= Reichsforschungsrat =

The Reichsforschungsrat ("Imperial Research Council") was created in Germany in 1936 under the Education Ministry for the purpose of centralized planning of all basic and applied research, with the exception of aeronautical research. It was reorganized in 1942 and placed under the Ministry of Armaments and War Production.

==Creation==

On the initiative of Erich Schumann, the Reichsforschungsrat (RFR, Reich Research Council) was inaugurated on 16 March 1937 by Reich Minister Bernhard Rust of the Reichserziehungsministerium (REM, Reich Education Ministry). The RFR was set up to centralize planning for all basic and applied research in Germany, with the exception of aeronautical research, which was under the supervision of Reich Marshal Hermann Göring. General Karl Heinrich Emil Becker, head of the Heereswaffenamt (HWA, Army Ordnance Office) and dean and professor in the faculty of defense technology at the Technische Hochschule Berlin, was its president (1937 to 1940). After Becker's death in 1940, Rust took over as president of the RFR. The vice-president was O. Wacker of the REM. In actuality, the direction of the RFR was carried out by Rudolf Mentzel, the president of the Deutsche Forschungs-Gemeinschaft (DFG, German Scientific Research Association), which, as of 1937, was the new name of the Notgemeinschaft der Deutschen Wissenschaft (NG, Emergency Association of German Science). Support for research was decided by the heads of 13 special sections of the RFR (Fachspartenleiter).

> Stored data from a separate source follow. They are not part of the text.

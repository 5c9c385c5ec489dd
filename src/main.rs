use clap::{Parser, Subcommand};
use std::path::PathBuf;
use tracing::{error, info};

mod config;
mod domain;
mod error;
mod logging;
mod pipeline;
mod report;
mod storage;

use crate::config::Config;
use crate::report::ValidationReport;
use crate::storage::SalesStore;

#[derive(Parser)]
#[command(name = "sales_etl")]
#[command(about = "Regional sales order ETL pipeline")]
#[command(version = "0.1.0")]
struct Cli {
    /// Path to a TOML config file (defaults to ./config.toml when present)
    #[arg(long, global = true)]
    config: Option<PathBuf>,

    #[command(subcommand)]
    command: Commands,
}

#[derive(Subcommand)]
enum Commands {
    /// Run the full pipeline: load, merge, transform, dedupe, filter,
    /// persist, then print the validation report
    Run {
        /// Region A orders CSV
        #[arg(long)]
        region_a: Option<PathBuf>,
        /// Region B orders CSV
        #[arg(long)]
        region_b: Option<PathBuf>,
        /// SQLite database file to write
        #[arg(long)]
        db: Option<PathBuf>,
        /// Coerce non-numeric values in numeric columns to 0 instead of
        /// aborting
        #[arg(long)]
        coerce_invalid: bool,
    },
    /// Print the validation report over an existing database without
    /// re-running the pipeline
    Validate {
        /// SQLite database file to read
        #[arg(long)]
        db: Option<PathBuf>,
    },
}

fn print_report(report: &ValidationReport) {
    println!("\n📊 Validation Report:");
    println!("   Total records: {}", report.total_records);
    println!("   Total sales by region:");
    for (region, total) in &report.region_totals {
        println!("      Region {}: {:.2}", region, total);
    }
    println!("   Average sale per transaction: {:.2}", report.average_sale);
    println!(
        "   Duplicate rows discarded during run: {}",
        report.duplicates_discarded
    );

    if report.duplicate_order_ids.is_empty() {
        println!("   Duplicate OrderIds in store: none");
    } else {
        println!("⚠️  Duplicate OrderIds in store (dedup defect!):");
        for (order_id, count) in &report.duplicate_order_ids {
            println!("      {} appears {} times", order_id, count);
        }
    }
}

fn run_pipeline(config: &Config) -> error::Result<ValidationReport> {
    let output = pipeline::run(config)?;
    let mut store = SalesStore::open(&config.db_path)?;
    store.replace_sales_data(&output.table)?;
    report::validate(&store, output.duplicates_discarded)
}

fn main() -> Result<(), Box<dyn std::error::Error>> {
    logging::init_logging();

    let cli = Cli::parse();
    let mut config = Config::load_or_default(cli.config.as_deref())?;

    match cli.command {
        Commands::Run {
            region_a,
            region_b,
            db,
            coerce_invalid,
        } => {
            if let Some(path) = region_a {
                config.region_a_path = path;
            }
            if let Some(path) = region_b {
                config.region_b_path = path;
            }
            if let Some(path) = db {
                config.db_path = path;
            }
            if coerce_invalid {
                config.coerce_invalid_numeric = true;
            }

            info!(
                region_a = %config.region_a_path.display(),
                region_b = %config.region_b_path.display(),
                db = %config.db_path.display(),
                "starting pipeline run"
            );

            match run_pipeline(&config) {
                Ok(report) => {
                    info!(records = report.total_records, "pipeline run complete");
                    print_report(&report);
                }
                Err(e) => {
                    error!("pipeline run failed: {e}");
                    println!("❌ Pipeline run failed: {e}");
                    std::process::exit(1);
                }
            }
        }
        Commands::Validate { db } => {
            if let Some(path) = db {
                config.db_path = path;
            }

            let result = SalesStore::open_existing(&config.db_path)
                .and_then(|store| report::validate(&store, 0));
            match result {
                Ok(report) => print_report(&report),
                Err(e) => {
                    error!("validation failed: {e}");
                    println!("❌ Validation failed: {e}");
                    std::process::exit(1);
                }
            }
        }
    }

    Ok(())
}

Other members of the Council included:
- Kurt Diebner - Head of the RFR nuclear physics experimental site at Stadtilm in Thuringia and director of the Versuchsstelle (testing station) of the Heereswaffenamt (HWA, Army Ordnance Office) in Gottow.
- Abraham Esau - Head of the physics division from 1937 to the end of 1943. Plenipotentiary for nuclear physics from December 1942 to 1943, then plenipotentiary for high-frequency physics.
- Walther Gerlach - Replaced Abraham Esau as head of the physics division and plenipotentiary for nuclear physics on 1 January 1944.
- Werner Osenberg - Head of the planning board in the RFR 29 June 1943 to 1945. He also initiated the recall of approximately 5000 scientists and engineers from active military duty on the front so they could devote their talents to research and development. By the end of the war, the number recalled reached 15,000.
- Otto Scherzer - Head of radar finding (1944–1945).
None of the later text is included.